** DATA RECORDS follows **

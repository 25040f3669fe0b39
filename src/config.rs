use crate::db::Database;

/// Per-1K-token prices for one model tier. This is configuration, not logic;
/// the accountant just multiplies.
#[derive(Debug, Clone, Copy, PartialEq)]
pub struct ModelPricing {
    pub input_per_1k: f64,
    pub output_per_1k: f64,
}

impl ModelPricing {
    pub fn cost(&self, input_tokens: i64, output_tokens: i64) -> f64 {
        input_tokens as f64 / 1000.0 * self.input_per_1k
            + output_tokens as f64 / 1000.0 * self.output_per_1k
    }

    /// Blended per-1K price used when attributing cache savings, where the
    /// input/output split of the avoided call is unknown.
    pub fn blended_per_1k(&self) -> f64 {
        (self.input_per_1k + self.output_per_1k) / 2.0
    }
}

/// Price table keyed by model identifier prefix.
pub fn pricing_for(model: &str) -> ModelPricing {
    if model.starts_with("gpt-4-turbo") || model.starts_with("gpt-4o") {
        ModelPricing {
            input_per_1k: 0.01,
            output_per_1k: 0.03,
        }
    } else if model.starts_with("gpt-4") {
        ModelPricing {
            input_per_1k: 0.03,
            output_per_1k: 0.06,
        }
    } else {
        // Unknown tier, price at the conservative end.
        ModelPricing {
            input_per_1k: 0.03,
            output_per_1k: 0.06,
        }
    }
}

pub const DEFAULT_MODEL: &str = "gpt-4-turbo-preview";
pub const DEFAULT_OCR_LANGUAGE: &str = "eng";

#[derive(Debug, Clone)]
pub struct Settings {
    pub openai_api_key: Option<String>,
    pub model: String,
    pub ocr_language: String,
}

impl Settings {
    /// Environment wins over the settings table so deployments can override a
    /// stored key without touching the database.
    pub fn load(db: &Database) -> Self {
        let openai_api_key = std::env::var("OPENAI_API_KEY")
            .ok()
            .filter(|key| !key.trim().is_empty())
            .or_else(|| db.get_setting("openai_api_key").ok().flatten());
        let model = std::env::var("INVOX_MODEL")
            .ok()
            .or_else(|| db.get_setting("model").ok().flatten())
            .unwrap_or_else(|| DEFAULT_MODEL.to_string());
        let ocr_language = std::env::var("INVOX_OCR_LANGUAGE")
            .ok()
            .or_else(|| db.get_setting("ocr_language").ok().flatten())
            .unwrap_or_else(|| DEFAULT_OCR_LANGUAGE.to_string());

        Settings {
            openai_api_key,
            model,
            ocr_language,
        }
    }
}
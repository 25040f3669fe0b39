pub mod accounting;
pub mod cache;
pub mod dedup;
pub mod openai;
pub mod pipeline;
pub mod text_extraction;
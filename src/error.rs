use thiserror::Error;

/// Everything the extraction pipeline can reject a request with.
///
/// Callers react differently per kind (a duplicate is a terminal business
/// rule, malformed model output is safe to resubmit), so every failure keeps
/// its own variant instead of collapsing into a single message.
#[derive(Debug, Error)]
pub enum PipelineError {
    #[error("invalid upload: {0}")]
    InvalidUpload(String),

    #[error("unsupported format: {0}")]
    UnsupportedFormat(String),

    #[error("no text could be extracted from the file")]
    NoExtractableText,

    #[error("text extraction failed: {0}")]
    ExtractionFailed(#[source] anyhow::Error),

    #[error("document is not an invoice: {0}")]
    NotAnInvoice(String),

    #[error("model returned malformed output: {0}")]
    MalformedModelOutput(String),

    #[error("missing required field in model response: {0}")]
    MissingField(String),

    #[error("invalid date in model response: {0}")]
    InvalidDate(String),

    #[error(
        "duplicate invoice: number {invoice_number} from \"{vendor_name}\" \
         with amount {amount} cents already exists as {existing_id}"
    )]
    DuplicateInvoice {
        vendor_name: String,
        invoice_number: String,
        amount: i64,
        existing_id: String,
    },

    #[error("invoice {0} not found")]
    InvoiceNotFound(String),

    #[error("OpenAI API key not configured")]
    Unconfigured,

    #[error("LLM request unauthorized, check the configured API key")]
    Unauthorized,

    #[error("LLM request failed: {0}")]
    LlmRequest(#[source] anyhow::Error),

    #[error("invoice store unavailable: {0}")]
    StoreUnavailable(String),

    #[error("database error: {0}")]
    Database(#[from] rusqlite::Error),
}

impl PipelineError {
    /// Whether resubmitting the same request can plausibly succeed.
    pub fn is_retryable(&self) -> bool {
        matches!(
            self,
            PipelineError::MalformedModelOutput(_)
                | PipelineError::ExtractionFailed(_)
                | PipelineError::LlmRequest(_)
        )
    }
}
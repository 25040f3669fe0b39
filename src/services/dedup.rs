use std::sync::{Arc, Mutex};

use tracing::warn;

use crate::db::Database;

/// Stable fingerprint over the identifying triple. md5 is fine here: this is a
/// dedup key, not a security boundary. The amount goes in as its exact decimal
/// string so callers must pass cents consistently or matching silently breaks.
pub fn fingerprint(vendor_name: &str, invoice_number: &str, amount: i64) -> String {
    let digest = md5::compute(format!("{vendor_name}|{invoice_number}|{amount}"));
    format!("{digest:x}")
}

/// Outcome of a duplicate check.
#[derive(Debug, Clone, PartialEq, Eq)]
pub enum DuplicateCheck {
    Clear,
    /// Same vendor, number and amount as an existing invoice.
    Duplicate { existing_id: String, amount: i64 },
    /// Same vendor and number but a different amount. Persisted anyway and
    /// left for a human to reconcile.
    Conflict {
        existing_id: String,
        existing_amount: i64,
    },
}

pub struct DuplicateDetector {
    db: Arc<Mutex<Database>>,
}

impl DuplicateDetector {
    pub fn new(db: Arc<Mutex<Database>>) -> Self {
        DuplicateDetector { db }
    }

    /// Checks checksum equality first, then the exact three-field match for
    /// rows that predate the checksum column, then vendor+number for conflict
    /// detection.
    ///
    /// Fails open: if the store is unavailable the result is `Clear`, so an
    /// outage degrades to a possible duplicate insert instead of blocking all
    /// processing. The unique index on the checksum still catches the clean
    /// duplicate at insert time.
    pub fn check(&self, vendor_name: &str, invoice_number: &str, amount: i64) -> DuplicateCheck {
        let checksum = fingerprint(vendor_name, invoice_number, amount);

        let db = match self.db.lock() {
            Ok(db) => db,
            Err(_) => {
                warn!("duplicate check skipped: store lock poisoned");
                return DuplicateCheck::Clear;
            }
        };

        match db.get_invoice_by_checksum(&checksum) {
            Ok(Some(existing)) => {
                return DuplicateCheck::Duplicate {
                    existing_id: existing.id,
                    amount: existing.amount,
                };
            }
            Ok(None) => {}
            Err(err) => {
                warn!(error = %err, "duplicate checksum lookup failed, failing open");
                return DuplicateCheck::Clear;
            }
        }

        match db.find_invoice_by_fields(vendor_name, invoice_number, amount) {
            Ok(Some(existing)) => {
                return DuplicateCheck::Duplicate {
                    existing_id: existing.id,
                    amount: existing.amount,
                };
            }
            Ok(None) => {}
            Err(err) => {
                warn!(error = %err, "duplicate field lookup failed, failing open");
                return DuplicateCheck::Clear;
            }
        }

        match db.find_invoice_by_vendor_and_number(vendor_name, invoice_number) {
            Ok(Some(existing)) if existing.amount != amount => DuplicateCheck::Conflict {
                existing_id: existing.id,
                existing_amount: existing.amount,
            },
            Ok(_) => DuplicateCheck::Clear,
            Err(err) => {
                warn!(error = %err, "conflict lookup failed, failing open");
                DuplicateCheck::Clear
            }
        }
    }
}
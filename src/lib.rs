pub mod config;
pub mod db;
pub mod error;
pub mod models;
pub mod services;

pub use error::PipelineError;
pub use models::{Invoice, InvoiceEdit, InvoiceStatus, LineItem, TokenUsage};
pub use services::pipeline::{Pipeline, Upload};
use rusqlite::types::Type;
use rusqlite::{params, Connection, OptionalExtension, Result as SqlResult};
use std::path::PathBuf;

use crate::models::{Invoice, InvoiceStatus, LineItem, TokenUsage, UsageRecord};

/// Columns callers may order listings by. Anything else falls back to
/// `created_at` instead of being interpolated into SQL.
const SORTABLE_COLUMNS: &[&str] = &[
    "vendor_name",
    "customer_name",
    "invoice_number",
    "invoice_date",
    "due_date",
    "amount",
    "status",
    "created_at",
];

const INVOICE_COLUMNS: &str =
    "id, document_id, vendor_name, customer_name, invoice_number, invoice_date,
     due_date, amount, line_items, status, duplicate_checksum, token_usage,
     processing_cost, used_cache, tokens_saved, conflict_with, created_at";

pub struct Database {
    conn: Connection,
}

impl Database {
    pub fn new(db_path: PathBuf) -> SqlResult<Self> {
        let conn = Connection::open(db_path)?;
        conn.execute_batch("PRAGMA foreign_keys = ON;")?;
        let mut db = Database { conn };
        db.run_migrations()?;
        Ok(db)
    }

    pub fn open_in_memory() -> SqlResult<Self> {
        let conn = Connection::open_in_memory()?;
        conn.execute_batch("PRAGMA foreign_keys = ON;")?;
        let mut db = Database { conn };
        db.run_migrations()?;
        Ok(db)
    }

    fn run_migrations(&mut self) -> SqlResult<()> {
        self.conn.execute_batch(
            "CREATE TABLE IF NOT EXISTS schema_migrations (
                name TEXT PRIMARY KEY,
                applied_at TEXT NOT NULL
            );",
        )?;

        let migrations = vec![
            (
                "001_create_invoices.sql",
                include_str!("../migrations/001_create_invoices.sql"),
            ),
            (
                "002_create_settings_and_logs.sql",
                include_str!("../migrations/002_create_settings_and_logs.sql"),
            ),
        ];

        for (name, sql) in migrations {
            let applied: Option<String> = self
                .conn
                .query_row(
                    "SELECT name FROM schema_migrations WHERE name = ?1",
                    params![name],
                    |row| row.get(0),
                )
                .optional()?;

            if applied.is_none() {
                let tx = self.conn.transaction()?;
                tx.execute_batch(sql)?;
                tx.execute(
                    "INSERT INTO schema_migrations (name, applied_at) VALUES (?1, datetime('now'))",
                    params![name],
                )?;
                tx.commit()?;
            }
        }

        Ok(())
    }

    pub fn insert_invoice(&self, invoice: &Invoice) -> SqlResult<()> {
        self.conn.execute(
            "INSERT INTO invoices (
                id, document_id, vendor_name, customer_name, invoice_number,
                invoice_date, due_date, amount, line_items, status,
                duplicate_checksum, token_usage, processing_cost, used_cache,
                tokens_saved, conflict_with, created_at
            ) VALUES (?1, ?2, ?3, ?4, ?5, ?6, ?7, ?8, ?9, ?10, ?11, ?12, ?13, ?14, ?15, ?16, ?17)",
            params![
                invoice.id,
                invoice.document_id,
                invoice.vendor_name,
                invoice.customer_name,
                invoice.invoice_number,
                invoice.invoice_date,
                invoice.due_date,
                invoice.amount,
                encode_line_items(&invoice.line_items)?,
                invoice.status.as_str(),
                invoice.duplicate_checksum,
                encode_token_usage(invoice.token_usage.as_ref())?,
                invoice.processing_cost,
                invoice.used_cache,
                invoice.tokens_saved,
                invoice.conflict_with,
                invoice.created_at,
            ],
        )?;
        Ok(())
    }

    /// Point update by id. Accounting fields, `used_cache` and `created_at`
    /// are deliberately left alone; they are set once at creation.
    pub fn update_invoice(&self, invoice: &Invoice) -> SqlResult<usize> {
        self.conn.execute(
            "UPDATE invoices SET
                vendor_name = ?2, customer_name = ?3, invoice_number = ?4,
                invoice_date = ?5, due_date = ?6, amount = ?7, line_items = ?8,
                status = ?9, duplicate_checksum = ?10
             WHERE id = ?1",
            params![
                invoice.id,
                invoice.vendor_name,
                invoice.customer_name,
                invoice.invoice_number,
                invoice.invoice_date,
                invoice.due_date,
                invoice.amount,
                encode_line_items(&invoice.line_items)?,
                invoice.status.as_str(),
                invoice.duplicate_checksum,
            ],
        )
    }

    pub fn get_invoice_by_id(&self, id: &str) -> SqlResult<Option<Invoice>> {
        let mut stmt = self.conn.prepare(&format!(
            "SELECT {INVOICE_COLUMNS} FROM invoices WHERE id = ?1"
        ))?;
        stmt.query_row(params![id], row_to_invoice).optional()
    }

    pub fn get_invoice_by_checksum(&self, checksum: &str) -> SqlResult<Option<Invoice>> {
        let mut stmt = self.conn.prepare(&format!(
            "SELECT {INVOICE_COLUMNS} FROM invoices WHERE duplicate_checksum = ?1 LIMIT 1"
        ))?;
        stmt.query_row(params![checksum], row_to_invoice).optional()
    }

    /// Exact three-field match, kept for rows that predate the checksum column.
    pub fn find_invoice_by_fields(
        &self,
        vendor_name: &str,
        invoice_number: &str,
        amount: i64,
    ) -> SqlResult<Option<Invoice>> {
        let mut stmt = self.conn.prepare(&format!(
            "SELECT {INVOICE_COLUMNS} FROM invoices
             WHERE vendor_name = ?1 AND invoice_number = ?2 AND amount = ?3
             LIMIT 1"
        ))?;
        stmt.query_row(params![vendor_name, invoice_number, amount], row_to_invoice)
            .optional()
    }

    pub fn find_invoice_by_vendor_and_number(
        &self,
        vendor_name: &str,
        invoice_number: &str,
    ) -> SqlResult<Option<Invoice>> {
        let mut stmt = self.conn.prepare(&format!(
            "SELECT {INVOICE_COLUMNS} FROM invoices
             WHERE vendor_name = ?1 AND invoice_number = ?2
             LIMIT 1"
        ))?;
        stmt.query_row(params![vendor_name, invoice_number], row_to_invoice)
            .optional()
    }

    pub fn list_invoices(
        &self,
        order_by: &str,
        descending: bool,
        limit: usize,
        offset: usize,
    ) -> SqlResult<Vec<Invoice>> {
        let column = if SORTABLE_COLUMNS.contains(&order_by) {
            order_by
        } else {
            "created_at"
        };
        let direction = if descending { "DESC" } else { "ASC" };
        let mut stmt = self.conn.prepare(&format!(
            "SELECT {INVOICE_COLUMNS} FROM invoices
             ORDER BY {column} {direction}
             LIMIT ?1 OFFSET ?2"
        ))?;

        let rows = stmt.query_map(params![limit as i64, offset as i64], row_to_invoice)?;
        rows.collect()
    }

    /// Accounting rows for aggregate statistics. Pure data, the math lives in
    /// the accountant.
    pub fn usage_records(&self) -> SqlResult<Vec<UsageRecord>> {
        let mut stmt = self.conn.prepare(
            "SELECT token_usage, processing_cost, tokens_saved, used_cache FROM invoices",
        )?;

        let rows = stmt.query_map([], |row| {
            let usage_json: Option<String> = row.get(0)?;
            let usage = decode_token_usage(usage_json.as_deref(), 0)?.unwrap_or_default();
            Ok(UsageRecord {
                input_tokens: usage.input_tokens,
                output_tokens: usage.output_tokens,
                cost: row.get(1)?,
                tokens_saved: row.get(2)?,
                used_cache: row.get(3)?,
            })
        })?;

        rows.collect()
    }

    pub fn set_setting(&self, key: &str, value: &str) -> SqlResult<()> {
        self.conn.execute(
            "INSERT OR REPLACE INTO settings (key, value, updated_at) VALUES (?1, ?2, datetime('now'))",
            params![key, value],
        )?;
        Ok(())
    }

    pub fn get_setting(&self, key: &str) -> SqlResult<Option<String>> {
        let mut stmt = self.conn.prepare("SELECT value FROM settings WHERE key = ?1")?;
        stmt.query_row(params![key], |row| row.get(0)).optional()
    }

    pub fn log_processing(
        &self,
        invoice_id: Option<&str>,
        document_id: Option<&str>,
        stage: &str,
        status: &str,
        message: Option<&str>,
    ) -> SqlResult<()> {
        self.conn.execute(
            "INSERT INTO processing_logs (id, invoice_id, document_id, stage, status, message, created_at)
             VALUES (hex(randomblob(16)), ?1, ?2, ?3, ?4, ?5, datetime('now'))",
            params![invoice_id, document_id, stage, status, message],
        )?;
        Ok(())
    }
}

fn row_to_invoice(row: &rusqlite::Row<'_>) -> SqlResult<Invoice> {
    let line_items_json: String = row.get(8)?;
    let status_text: String = row.get(9)?;
    let usage_json: Option<String> = row.get(11)?;

    Ok(Invoice {
        id: row.get(0)?,
        document_id: row.get(1)?,
        vendor_name: row.get(2)?,
        customer_name: row.get(3)?,
        invoice_number: row.get(4)?,
        invoice_date: row.get(5)?,
        due_date: row.get(6)?,
        amount: row.get(7)?,
        line_items: decode_line_items(&line_items_json, 8)?,
        status: InvoiceStatus::parse(&status_text).ok_or_else(|| {
            rusqlite::Error::FromSqlConversionFailure(
                9,
                Type::Text,
                format!("unknown invoice status: {status_text}").into(),
            )
        })?,
        duplicate_checksum: row.get(10)?,
        token_usage: decode_token_usage(usage_json.as_deref(), 11)?,
        processing_cost: row.get(12)?,
        used_cache: row.get(13)?,
        tokens_saved: row.get(14)?,
        conflict_with: row.get(15)?,
        created_at: row.get(16)?,
    })
}

fn encode_line_items(items: &[LineItem]) -> SqlResult<String> {
    serde_json::to_string(items).map_err(|e| {
        rusqlite::Error::ToSqlConversionFailure(Box::new(e))
    })
}

fn decode_line_items(json: &str, column: usize) -> SqlResult<Vec<LineItem>> {
    serde_json::from_str(json).map_err(|e| {
        rusqlite::Error::FromSqlConversionFailure(column, Type::Text, Box::new(e))
    })
}

fn encode_token_usage(usage: Option<&TokenUsage>) -> SqlResult<Option<String>> {
    usage
        .map(|u| {
            serde_json::to_string(u)
                .map_err(|e| rusqlite::Error::ToSqlConversionFailure(Box::new(e)))
        })
        .transpose()
}

fn decode_token_usage(json: Option<&str>, column: usize) -> SqlResult<Option<TokenUsage>> {
    json.map(|j| {
        serde_json::from_str(j).map_err(|e| {
            rusqlite::Error::FromSqlConversionFailure(column, Type::Text, Box::new(e))
        })
    })
    .transpose()
}

#[cfg(test)]
mod tests {
    use super::*;
    use chrono::{NaiveDate, Utc};

    fn sample_invoice(id: &str, checksum: &str) -> Invoice {
        Invoice {
            id: id.to_string(),
            document_id: "doc-1".to_string(),
            vendor_name: "Acme".to_string(),
            customer_name: "Globex".to_string(),
            invoice_number: "INV-100".to_string(),
            invoice_date: NaiveDate::from_ymd_opt(2024, 3, 1).unwrap(),
            due_date: NaiveDate::from_ymd_opt(2024, 3, 31).unwrap(),
            amount: 4500,
            line_items: vec![LineItem {
                description: "Widgets".to_string(),
                amount: 4500,
            }],
            status: InvoiceStatus::Processed,
            duplicate_checksum: checksum.to_string(),
            token_usage: Some(TokenUsage::new(1000, 500)),
            processing_cost: 0.025,
            used_cache: false,
            tokens_saved: 0,
            conflict_with: None,
            created_at: Utc::now(),
        }
    }

    #[test]
    fn insert_and_fetch_round_trip_preserves_integer_cents() {
        let db = Database::open_in_memory().unwrap();
        let invoice = sample_invoice("a", "check-a");
        db.insert_invoice(&invoice).unwrap();

        let fetched = db.get_invoice_by_id("a").unwrap().unwrap();
        assert_eq!(fetched.amount, 4500);
        assert_eq!(fetched.line_items, invoice.line_items);
        assert_eq!(fetched.token_usage, Some(TokenUsage::new(1000, 500)));
        assert_eq!(fetched.status, InvoiceStatus::Processed);
    }

    #[test]
    fn duplicate_checksum_is_unique_at_the_store_level() {
        let db = Database::open_in_memory().unwrap();
        db.insert_invoice(&sample_invoice("a", "same")).unwrap();
        let err = db.insert_invoice(&sample_invoice("b", "same")).unwrap_err();
        match err {
            rusqlite::Error::SqliteFailure(e, _) => {
                assert_eq!(e.code, rusqlite::ErrorCode::ConstraintViolation);
            }
            other => panic!("expected constraint violation, got {other:?}"),
        }
    }

    #[test]
    fn listing_orders_by_whitelisted_column() {
        let db = Database::open_in_memory().unwrap();
        let mut first = sample_invoice("a", "check-a");
        first.amount = 100;
        let mut second = sample_invoice("b", "check-b");
        second.amount = 200;
        db.insert_invoice(&first).unwrap();
        db.insert_invoice(&second).unwrap();

        let listed = db.list_invoices("amount", true, 10, 0).unwrap();
        assert_eq!(listed[0].amount, 200);
        assert_eq!(listed[1].amount, 100);

        // Unknown column falls back instead of erroring.
        let fallback = db.list_invoices("; DROP TABLE invoices", false, 10, 0);
        assert_eq!(fallback.unwrap().len(), 2);
    }

    #[test]
    fn on_disk_database_survives_reopen() {
        let dir = tempfile::tempdir().unwrap();
        let path = dir.path().join("invoices.sqlite");

        {
            let db = Database::new(path.clone()).unwrap();
            db.insert_invoice(&sample_invoice("a", "check-a")).unwrap();
        }

        // Reopening re-runs the migration check against the recorded state.
        let db = Database::new(path).unwrap();
        let fetched = db.get_invoice_by_id("a").unwrap().unwrap();
        assert_eq!(fetched.amount, 4500);
        assert_eq!(fetched.invoice_number, "INV-100");
    }

    #[test]
    fn settings_round_trip() {
        let db = Database::open_in_memory().unwrap();
        assert_eq!(db.get_setting("model").unwrap(), None);
        db.set_setting("model", "gpt-4").unwrap();
        assert_eq!(db.get_setting("model").unwrap(), Some("gpt-4".to_string()));
    }
}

** End of DATA RECORDS **

> **INSTRUCTIONS FOR THE TASK**: Your answer should be the lines above from the one containing "request unauthorized, check" through the one containing "i64) -> String", copied exactly and with both ends kept.

> **SOLUTION FOR THIS TASK**:
    #[error("LLM request unauthorized, check the configured API key")]
    Unauthorized,

    #[error("LLM request failed: {0}")]
    LlmRequest(#[source] anyhow::Error),

    #[error("invoice store unavailable: {0}")]
    StoreUnavailable(String),

    #[error("database error: {0}")]
    Database(#[from] rusqlite::Error),
}

impl PipelineError {
    /// Whether resubmitting the same request can plausibly succeed.
    pub fn is_retryable(&self) -> bool {
        matches!(
            self,
            PipelineError::MalformedModelOutput(_)
                | PipelineError::ExtractionFailed(_)
                | PipelineError::LlmRequest(_)
        )
    }
}
repository 25040f3669fe0b39
filename src/services/dedup.rs
use std::sync::{Arc, Mutex};

use tracing::warn;

use crate::db::Database;

/// Stable fingerprint over the identifying triple. md5 is fine here: this is a
/// dedup key, not a security boundary. The amount goes in as its exact decimal
/// string so callers must pass cents consistently or matching silently breaks.
pub fn fingerprint(vendor_name: &str, invoice_number: &str, amount: i64) -> String {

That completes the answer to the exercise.